There's a sliver of hope tucked inside the wreckage. Denali plans to keep running BEACON, a smaller Phase 2a study testing BIIB122 specifically in patients who carry LRRK2 mutations. Data is expected in the first half of 2027.
The reasoning makes sense. In patients where LRRK2 is genetically hyperactive, blocking the enzyme should have a more pronounced effect. It's the difference between prescribing glasses to everyone in a room versus prescribing them only to people who actually can't see. The LUMA trial enrolled "all comers" with early Parkinson's, regardless of genetic profile. That broad approach may have diluted a real signal hiding in a genetic subgroup.
But BEACON is a much smaller, much narrower bet. Even if it works, the addressable market shrinks dramatically. LRRK2 mutations account for only a fraction of all Parkinson's cases.
Step back, and the LUMA failure fits a discouraging pattern. As of early 2024, there were 136 active Parkinson's trials on ClinicalTrials.gov. About 44% targeted disease modification rather than just symptom relief. Yet only three Phase 3 disease-modifying trials were active as of early 2024, down from six in 2022. The pipeline is wide at the top and painfully narrow where it counts.

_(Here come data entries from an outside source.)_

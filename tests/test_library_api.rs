mod common;

use common::{fixtures, ScriptDirs};
use std::fs;
use tsql2pg::commands::{execute_convert, execute_init, execute_shorten};
use tsql2pg::mapping::collations::COLLATIONS_FILE;
use tsql2pg::mapping::types::TYPE_MAPPINGS_FILE;
use tsql2pg::output::{LibraryOutputHandler, OutputLevel};
use tsql2pg::{
    shorten, ColumnMapping, ConvertError, EnsureOutcome, IdentityMode, SourceColumn,
    TableRenderer, ToolConfig, TypeMapping,
};

fn config_for(dirs: &ScriptDirs) -> ToolConfig {
    ToolConfig {
        type_mappings_file: Some(dirs.root().join(TYPE_MAPPINGS_FILE)),
        collations_file: Some(dirs.root().join(COLLATIONS_FILE)),
        column_mapping_file: Some(dirs.root().join("logs").join("column_mapping.json")),
        ..ToolConfig::default()
    }
}

#[test]
fn test_init_then_convert_with_custom_type_mapping() {
    let dirs = ScriptDirs::new();
    let config = config_for(&dirs);

    let init = execute_init(&config, dirs.root()).unwrap();
    assert_eq!(init.type_mappings.1, EnsureOutcome::Created);

    // the resource file drives the conversion
    fs::write(
        dirs.root().join(TYPE_MAPPINGS_FILE),
        r#"{ "type_mappings": { "money": "NUMERIC(12,2)" } }"#,
    )
    .unwrap();
    dirs.write_script("V1__prices.sql", "CREATE TABLE p (\n    price MONEY\n);");

    let handler = LibraryOutputHandler::new();
    let result = execute_convert(&dirs.source, &dirs.target, &config, &handler).unwrap();

    assert_eq!(result.batch.converted, 1);
    assert!(dirs.read_output("V1__prices.sql").contains("numeric(12,2)"));
    assert!(handler
        .get_messages()
        .iter()
        .all(|(level, _)| *level != OutputLevel::Error));
}

#[test]
fn test_corrupt_type_resource_falls_back_to_defaults() {
    let dirs = ScriptDirs::new();
    let config = config_for(&dirs);
    fs::write(dirs.root().join(TYPE_MAPPINGS_FILE), "{ broken").unwrap();

    assert_eq!(config.type_store().load(), TypeMapping::defaults());
}

#[test]
fn test_config_file_selects_identity_mode() {
    let dirs = ScriptDirs::new();
    let path = dirs.root().join("tsql2pg.toml");
    fs::write(&path, "identity = \"by_default\"\nskip_collations = true\n").unwrap();

    let config = ToolConfig::load_from_path(&path).unwrap().unwrap();
    let converter = config.build_converter().unwrap();
    let out = converter.convert(fixtures::CREATE_ORDERS);

    assert!(out.sql().contains("generated by default as identity"));
    assert!(out.sql().contains("COLLATE SQL_Latin1_General_CP1_CI_AS"));
}

#[test]
fn test_shortening_boundaries() {
    let at_limit = "a".repeat(63);
    assert_eq!(shorten(&at_limit, 63), at_limit);

    let over_limit = "b".repeat(64);
    assert_ne!(shorten(&over_limit, 63), over_limit);

    let seventy: String = (0..70).map(|i| char::from(b'a' + (i % 26) as u8)).collect();
    let mut mapping = ColumnMapping::new();
    let short = mapping.shorten_column("dbo", "Orders", &seventy, 63).unwrap();

    assert_eq!(short, format!("{}{}", &seventy[..40], &seventy[50..]));
    assert_eq!(mapping.get("dbo", "Orders", &seventy), Some(short.as_str()));
    assert_eq!(mapping.table("dbo.Orders").map(|t| t.len()), Some(1));
}

#[test]
fn test_shorten_command_detects_collisions() {
    let dirs = ScriptDirs::new();
    let config = config_for(&dirs);
    let first = format!("{}first_part{}", "x".repeat(40), "y".repeat(20));
    let second = format!("{}other_part{}", "x".repeat(40), "y".repeat(20));

    execute_shorten("dbo.Orders", &[first], &config).unwrap();
    let err = execute_shorten("dbo.Orders", &[second], &config).unwrap_err();
    assert!(matches!(err, ConvertError::IdentifierCollision { .. }));

    // the first run's mapping survived
    let saved = ColumnMapping::load(&config.column_mapping_path());
    assert_eq!(saved.len(), 1);
}

#[test]
fn test_table_ddl_shares_the_column_mapping() {
    let types = TypeMapping::defaults();
    let renderer = TableRenderer::new(&types).with_identity(IdentityMode::ByDefault);
    let mut mapping = ColumnMapping::new();
    let long = format!("{}_customer_id", "reference_to_the_customer_account_".repeat(2));

    let columns = vec![
        SourceColumn::new("Id", "bigint").identity(),
        SourceColumn::new(long.as_str(), "int").not_null(),
        SourceColumn::new("Status", "varchar").with_length(-1).with_default("('new')"),
    ];
    let sql = renderer.create_table("dbo", "Orders", &columns, &mut mapping).unwrap();

    let short = mapping.resolve("dbo", "Orders", &long).to_string();
    assert!(short.ends_with("_customer_id"));
    assert!(sql.contains("\"Id\" BIGINT GENERATED BY DEFAULT AS IDENTITY NOT NULL"));
    assert!(sql.contains(&format!("\"{}\" INTEGER NOT NULL", short)));
    assert!(sql.contains("\"Status\" TEXT DEFAULT 'new'"));
}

Roche and Prothena's prasinezumab, an antibody targeting alpha-synuclein (the sticky protein that clumps in Parkinson's brains), missed its primary endpoint in Phase 2 but showed hints of benefit on motor symptoms. A larger study is underway. Biogen's own cinpanemab, another alpha-synuclein antibody, failed outright. GBA modulators, GLP-1 receptor agonists, and mitochondrial rescue strategies are all in various stages of testing, but none has delivered a convincing win.
The fundamental problems haven't changed. Parkinson's probably isn't one disease; it's several diseases wearing the same trench coat. By the time patients are diagnosed, years of neuronal damage have already occurred. Clinical scales progress slowly and vary wildly between patients, making it incredibly hard to detect a treatment effect. And preclinical animal models often don't predict what happens in humans.
BIIB122's failure doesn't mean LRRK2 biology is irrelevant to Parkinson's. It means that blocking one kinase in a broad, heterogeneous patient population wasn't enough to move the needle on clinical progression. The field is increasingly converging on a painful truth: the next generation of neurodegeneration trials will need to start earlier, pick patients more carefully using genetics and biomarkers, and probably combine multiple approaches.
For Denali, the path forward runs through BEACON's 2027 readout and the commercial success of AVLAYAH. For Biogen, it's a reminder that the brain remains the most expensive organ in drug development. And for the million-plus people living with Parkinson's, the wait for a drug that actually slows their disease continues.
Sometimes the marathon runner does everything right and still doesn't finish. The question is whether anyone laces up for the next race.